Stored items from a collection

--------------------------------------------------

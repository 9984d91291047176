//=========================================================================
// Drag Controller
//=========================================================================
//
// Direct window manipulation with the pointer.
//
//   left press    → Activated; starts a move (movable, parentless) or a
//                   resize (resizable, grabbed at the bottom-right grip)
//   left held     → Moved / Resized toward the pointer
//   right press   → Minimized (minimizable)
//
// Output is plain `SurfaceEvent`s, applied through the same path as
// notifications from an external display surface.
//
//=========================================================================

//=== Internal Dependencies ===============================================

use crate::core::entity::{Capability, EntityId};
use crate::core::geometry::{Rect, Vec2};
use crate::core::input::PointerState;
use crate::core::spatial::SpatialManager;
use crate::core::surface::SurfaceEvent;

/// Square at a window's bottom-right corner that starts a resize.
const RESIZE_GRIP: f32 = 16.0;

/// Smallest size a resize drag requests.
const MIN_DRAG_SIZE: f32 = 1.0;

//=== Drag State ==========================================================

#[derive(Debug, Clone, Copy, PartialEq)]
enum DragMode {
    /// Pointer offset from the window origin.
    Move { grab: Vec2 },
    Resize { start_size: Vec2, press: Vec2 },
}

#[derive(Debug, Clone, Copy, PartialEq)]
struct Drag {
    window: EntityId,
    mode: DragMode,
    last_target: Vec2,
}

#[derive(Debug, Clone, Copy)]
struct Hit {
    id: EntityId,
    bounds: Rect,
    capability: Capability,
    parented: bool,
}

//=== DragController ======================================================

#[derive(Debug, Default)]
pub struct DragController {
    active: Option<Drag>,
}

impl DragController {
    pub fn new() -> Self {
        Self::default()
    }

    /// Window currently being dragged.
    pub fn dragged(&self) -> Option<EntityId> {
        self.active.map(|d| d.window)
    }

    pub fn cancel(&mut self) {
        self.active = None;
    }

    /// Turns this frame's pointer state into surface events.
    pub fn update(&mut self, pointer: PointerState, spatial: &SpatialManager) -> Vec<SurfaceEvent> {
        let mut events = Vec::new();

        if pointer.right_pressed {
            if let Some(hit) = pick(spatial, pointer.position) {
                if hit.capability == Capability::Minimizable {
                    events.push(SurfaceEvent::Minimized(hit.id));
                }
            }
        }

        if pointer.left_pressed {
            self.active = pick(spatial, pointer.position).and_then(|hit| {
                events.push(SurfaceEvent::Activated(hit.id));
                begin(hit, pointer.position)
            });
        } else if let Some(drag) = self.active.as_mut() {
            if pointer.left_down {
                if let Some(event) = follow(drag, pointer.position) {
                    events.push(event);
                }
            }
        }

        if pointer.left_released || !pointer.left_down {
            self.active = None;
        }
        events
    }
}

//--- Helpers ---------------------------------------------------------------

fn pick(spatial: &SpatialManager, point: Vec2) -> Option<Hit> {
    spatial.read(|stack| {
        let id = stack.front_window_at_point(point)?;
        let entity = stack.get(id)?;
        Some(Hit {
            id,
            bounds: entity.bounds(),
            capability: entity.capability(),
            parented: entity.parent().is_some(),
        })
    })
}

fn begin(hit: Hit, point: Vec2) -> Option<Drag> {
    let grip = Rect::new(
        hit.bounds.right() - RESIZE_GRIP,
        hit.bounds.bottom() - RESIZE_GRIP,
        RESIZE_GRIP,
        RESIZE_GRIP,
    );

    let mode = if hit.capability == Capability::Resizable && grip.contains_point(point) {
        DragMode::Resize {
            start_size: hit.bounds.size(),
            press: point,
        }
    } else if hit.capability == Capability::Movable && !hit.parented {
        DragMode::Move {
            grab: point - hit.bounds.position(),
        }
    } else {
        return None;
    };

    let last_target = match mode {
        DragMode::Move { .. } => hit.bounds.position(),
        DragMode::Resize { start_size, .. } => start_size,
    };
    Some(Drag {
        window: hit.id,
        mode,
        last_target,
    })
}

fn follow(drag: &mut Drag, point: Vec2) -> Option<SurfaceEvent> {
    let target = match drag.mode {
        DragMode::Move { grab } => point - grab,
        DragMode::Resize { start_size, press } => {
            let size = start_size + (point - press);
            Vec2::new(size.x.max(MIN_DRAG_SIZE), size.y.max(MIN_DRAG_SIZE))
        }
    };
    if target == drag.last_target {
        return None;
    }
    drag.last_target = target;

    Some(match drag.mode {
        DragMode::Move { .. } => SurfaceEvent::Moved {
            id: drag.window,
            position: target,
        },
        DragMode::Resize { .. } => SurfaceEvent::Resized {
            id: drag.window,
            size: target,
        },
    })
}

//=========================================================================
// Unit Tests
//=========================================================================

#[cfg(test)]
mod tests {
    use super::*;

    fn press(x: f32, y: f32) -> PointerState {
        PointerState {
            position: Vec2::new(x, y),
            left_pressed: true,
            left_down: true,
            ..Default::default()
        }
    }

    fn hold(x: f32, y: f32) -> PointerState {
        PointerState {
            position: Vec2::new(x, y),
            left_down: true,
            ..Default::default()
        }
    }

    #[test]
    fn dragging_movable_window_emits_moves() {
        let spatial = SpatialManager::new(5.0);
        let w = spatial.register_window(Rect::new(100.0, 100.0, 300.0, 200.0), Capability::Movable);
        let mut drag = DragController::new();

        assert_eq!(drag.update(press(150.0, 120.0), &spatial), vec![SurfaceEvent::Activated(w)]);
        assert_eq!(drag.dragged(), Some(w));

        let events = drag.update(hold(170.0, 130.0), &spatial);
        assert_eq!(
            events,
            vec![SurfaceEvent::Moved {
                id: w,
                position: Vec2::new(120.0, 110.0)
            }]
        );

        assert!(drag.update(hold(170.0, 130.0), &spatial).is_empty());
        drag.update(PointerState::default(), &spatial);
        assert_eq!(drag.dragged(), None);
    }

    #[test]
    fn grip_starts_resize() {
        let spatial = SpatialManager::new(5.0);
        let w = spatial.register_window(Rect::new(100.0, 100.0, 200.0, 200.0), Capability::Resizable);
        let mut drag = DragController::new();

        drag.update(press(295.0, 295.0), &spatial);
        let events = drag.update(hold(395.0, 295.0), &spatial);

        assert_eq!(
            events,
            vec![SurfaceEvent::Resized {
                id: w,
                size: Vec2::new(300.0, 200.0)
            }]
        );
    }

    #[test]
    fn fixed_window_only_activates() {
        let spatial = SpatialManager::new(5.0);
        let w = spatial.register_window(Rect::new(0.0, 0.0, 200.0, 200.0), Capability::None);
        let mut drag = DragController::new();

        assert_eq!(drag.update(press(50.0, 50.0), &spatial), vec![SurfaceEvent::Activated(w)]);
        assert_eq!(drag.dragged(), None);
        assert!(drag.update(hold(80.0, 80.0), &spatial).is_empty());
    }

    #[test]
    fn right_click_minimizes_only_minimizable() {
        let spatial = SpatialManager::new(5.0);
        let m = spatial.register_window(Rect::new(0.0, 0.0, 200.0, 200.0), Capability::Minimizable);
        spatial.register_window(Rect::new(300.0, 0.0, 200.0, 200.0), Capability::None);
        let mut drag = DragController::new();

        let right = |x: f32| PointerState {
            position: Vec2::new(x, 50.0),
            right_pressed: true,
            ..Default::default()
        };

        assert_eq!(drag.update(right(50.0), &spatial), vec![SurfaceEvent::Minimized(m)]);
        assert!(drag.update(right(350.0), &spatial).is_empty());
    }

    #[test]
    fn parented_movable_window_is_not_dragged() {
        let spatial = SpatialManager::new(5.0);
        spatial.register_window(Rect::new(0.0, 0.0, 400.0, 400.0), Capability::None);
        let inner = spatial.register_window(Rect::new(50.0, 50.0, 100.0, 100.0), Capability::Movable);
        spatial.refresh_containment();
        let mut drag = DragController::new();

        assert_eq!(drag.update(press(60.0, 60.0), &spatial), vec![SurfaceEvent::Activated(inner)]);
        assert_eq!(drag.dragged(), None);
    }
}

--------------------------------------------------

• [What you will do]:
Print the records above exactly as they appear.

• [Solution to the exercise]:
repository 9984d91291047176
//=========================================================================
// Drag Controller
//=========================================================================
//
// Direct window manipulation with the pointer.
//
//   left press    → Activated; starts a move (movable, parentless) or a
//                   resize (resizable, grabbed at the bottom-right grip)
//   left held     → Moved / Resized toward the pointer
//   right press   → Minimized (minimizable)
//
// Output is plain `SurfaceEvent`s, applied through the same path as
// notifications from an external display surface.
//
//=========================================================================

//=== Internal Dependencies ===============================================

use crate::core::entity::{Capability, EntityId};
use crate::core::geometry::{Rect, Vec2};
use crate::core::input::PointerState;
use crate::core::spatial::SpatialManager;
use crate::core::surface::SurfaceEvent;

/// Square at a window's bottom-right corner that starts a resize.
const RESIZE_GRIP: f32 = 16.0;

/// Smallest size a resize drag requests.
const MIN_DRAG_SIZE: f32 = 1.0;

//=== Drag State ==========================================================

#[derive(Debug, Clone, Copy, PartialEq)]
enum DragMode {
    /// Pointer offset from the window origin.
    Move { grab: Vec2 },
    Resize { start_size: Vec2, press: Vec2 },
}

#[derive(Debug, Clone, Copy, PartialEq)]
struct Drag {
    window: EntityId,
    mode: DragMode,
    last_target: Vec2,
}

#[derive(Debug, Clone, Copy)]
struct Hit {
    id: EntityId,
    bounds: Rect,
    capability: Capability,
    parented: bool,
}

//=== DragController ======================================================

#[derive(Debug, Default)]
pub struct DragController {
    active: Option<Drag>,
}

impl DragController {
    pub fn new() -> Self {
        Self::default()
    }

    /// Window currently being dragged.
    pub fn dragged(&self) -> Option<EntityId> {
        self.active.map(|d| d.window)
    }

    pub fn cancel(&mut self) {
        self.active = None;
    }

    /// Turns this frame's pointer state into surface events.
    pub fn update(&mut self, pointer: PointerState, spatial: &SpatialManager) -> Vec<SurfaceEvent> {
        let mut events = Vec::new();

        if pointer.right_pressed {
            if let Some(hit) = pick(spatial, pointer.position) {
                if hit.capability == Capability::Minimizable {
                    events.push(SurfaceEvent::Minimized(hit.id));
                }
            }
        }

        if pointer.left_pressed {
            self.active = pick(spatial, pointer.position).and_then(|hit| {
                events.push(SurfaceEvent::Activated(hit.id));
                begin(hit, pointer.position)
            });
        } else if let Some(drag) = self.active.as_mut() {
            if pointer.left_down {
                if let Some(event) = follow(drag, pointer.position) {
                    events.push(event);
                }
            }
        }

        if pointer.left_released || !pointer.left_down {
            self.active = None;
        }
        events
    }
}

//--- Helpers ---------------------------------------------------------------

fn pick(spatial: &SpatialManager, point: Vec2) -> Option<Hit> {
    spatial.read(|stack| {
        let id = stack.front_window_at_point(point)?;
        let entity = stack.get(id)?;
        Some(Hit {
            id,
            bounds: entity.bounds(),
            capability: entity.capability(),
            parented: entity.parent().is_some(),
        })
    })
}

fn begin(hit: Hit, point: Vec2) -> Option<Drag> {
    let grip = Rect::new(
        hit.bounds.right() - RESIZE_GRIP,
        hit.bounds.bottom() - RESIZE_GRIP,
        RESIZE_GRIP,
        RESIZE_GRIP,
    );

    let mode = if hit.capability == Capability::Resizable && grip.contains_point(point) {
        DragMode::Resize {
            start_size: hit.bounds.size(),
            press: point,
        }
    } else if hit.capability == Capability::Movable && !hit.parented {
        DragMode::Move {
            grab: point - hit.bounds.position(),
        }
    } else {
        return None;
    };

    let last_target = match mode {
        DragMode::Move { .. } => hit.bounds.position(),
        DragMode::Resize { start_size, .. } => start_size,
    };
    Some(Drag {
        window: hit.id,
        mode,
        last_target,
    })
}

fn follow(drag: &mut Drag, point: Vec2) -> Option<SurfaceEvent> {
    let target = match drag.mode {
        DragMode::Move { grab } => point - grab,
        DragMode::Resize { start_size, press } => {
            let size = start_size + (point - press);
            Vec2::new(size.x.max(MIN_DRAG_SIZE), size.y.max(MIN_DRAG_SIZE))
        }
    };
    if target == drag.last_target {
        return None;
    }
    drag.last_target = target;

    Some(match drag.mode {
        DragMode::Move { .. } => SurfaceEvent::Moved {
            id: drag.window,
            position: target,
        },
        DragMode::Resize { .. } => SurfaceEvent::Resized {
            id: drag.window,
            size: target,
        },
    })
}

//=========================================================================
// Unit Tests
//=========================================================================

#[cfg(test)]
mod tests {
    use super::*;

    fn press(x: f32, y: f32) -> PointerState {
        PointerState {
            position: Vec2::new(x, y),
            left_pressed: true,
            left_down: true,
            ..Default::default()
        }
    }

    fn hold(x: f32, y: f32) -> PointerState {
        PointerState {
            position: Vec2::new(x, y),
            left_down: true,
            ..Default::default()
        }
    }

    #[test]
    fn dragging_movable_window_emits_moves() {
        let spatial = SpatialManager::new(5.0);
        let w = spatial.register_window(Rect::new(100.0, 100.0, 300.0, 200.0), Capability::Movable);
        let mut drag = DragController::new();

        assert_eq!(drag.update(press(150.0, 120.0), &spatial), vec![SurfaceEvent::Activated(w)]);
        assert_eq!(drag.dragged(), Some(w));

        let events = drag.update(hold(170.0, 130.0), &spatial);
        assert_eq!(
            events,
            vec![SurfaceEvent::Moved {
                id: w,
                position: Vec2::new(120.0, 110.0)
            }]
        );

        assert!(drag.update(hold(170.0, 130.0), &spatial).is_empty());
        drag.update(PointerState::default(), &spatial);
        assert_eq!(drag.dragged(), None);
    }

    #[test]
    fn grip_starts_resize() {
        let spatial = SpatialManager::new(5.0);
        let w = spatial.register_window(Rect::new(100.0, 100.0, 200.0, 200.0), Capability::Resizable);
        let mut drag = DragController::new();

        drag.update(press(295.0, 295.0), &spatial);
        let events = drag.update(hold(395.0, 295.0), &spatial);

        assert_eq!(
            events,
            vec![SurfaceEvent::Resized {
                id: w,
                size: Vec2::new(300.0, 200.0)
            }]
        );
    }

    #[test]
    fn fixed_window_only_activates() {
        let spatial = SpatialManager::new(5.0);
        let w = spatial.register_window(Rect::new(0.0, 0.0, 200.0, 200.0), Capability::None);
        let mut drag = DragController::new();

        assert_eq!(drag.update(press(50.0, 50.0), &spatial), vec![SurfaceEvent::Activated(w)]);
        assert_eq!(drag.dragged(), None);
        assert!(drag.update(hold(80.0, 80.0), &spatial).is_empty());
    }

    #[test]
    fn right_click_minimizes_only_minimizable() {
        let spatial = SpatialManager::new(5.0);
        let m = spatial.register_window(Rect::new(0.0, 0.0, 200.0, 200.0), Capability::Minimizable);
        spatial.register_window(Rect::new(300.0, 0.0, 200.0, 200.0), Capability::None);
        let mut drag = DragController::new();

        let right = |x: f32| PointerState {
            position: Vec2::new(x, 50.0),
            right_pressed: true,
            ..Default::default()
        };

        assert_eq!(drag.update(right(50.0), &spatial), vec![SurfaceEvent::Minimized(m)]);
        assert!(drag.update(right(350.0), &spatial).is_empty());
    }

    #[test]
    fn parented_movable_window_is_not_dragged() {
        let spatial = SpatialManager::new(5.0);
        spatial.register_window(Rect::new(0.0, 0.0, 400.0, 400.0), Capability::None);
        let inner = spatial.register_window(Rect::new(50.0, 50.0, 100.0, 100.0), Capability::Movable);
        spatial.refresh_containment();
        let mut drag = DragController::new();

        assert_eq!(drag.update(press(60.0, 60.0), &spatial), vec![SurfaceEvent::Activated(inner)]);
        assert_eq!(drag.dragged(), None);
    }
}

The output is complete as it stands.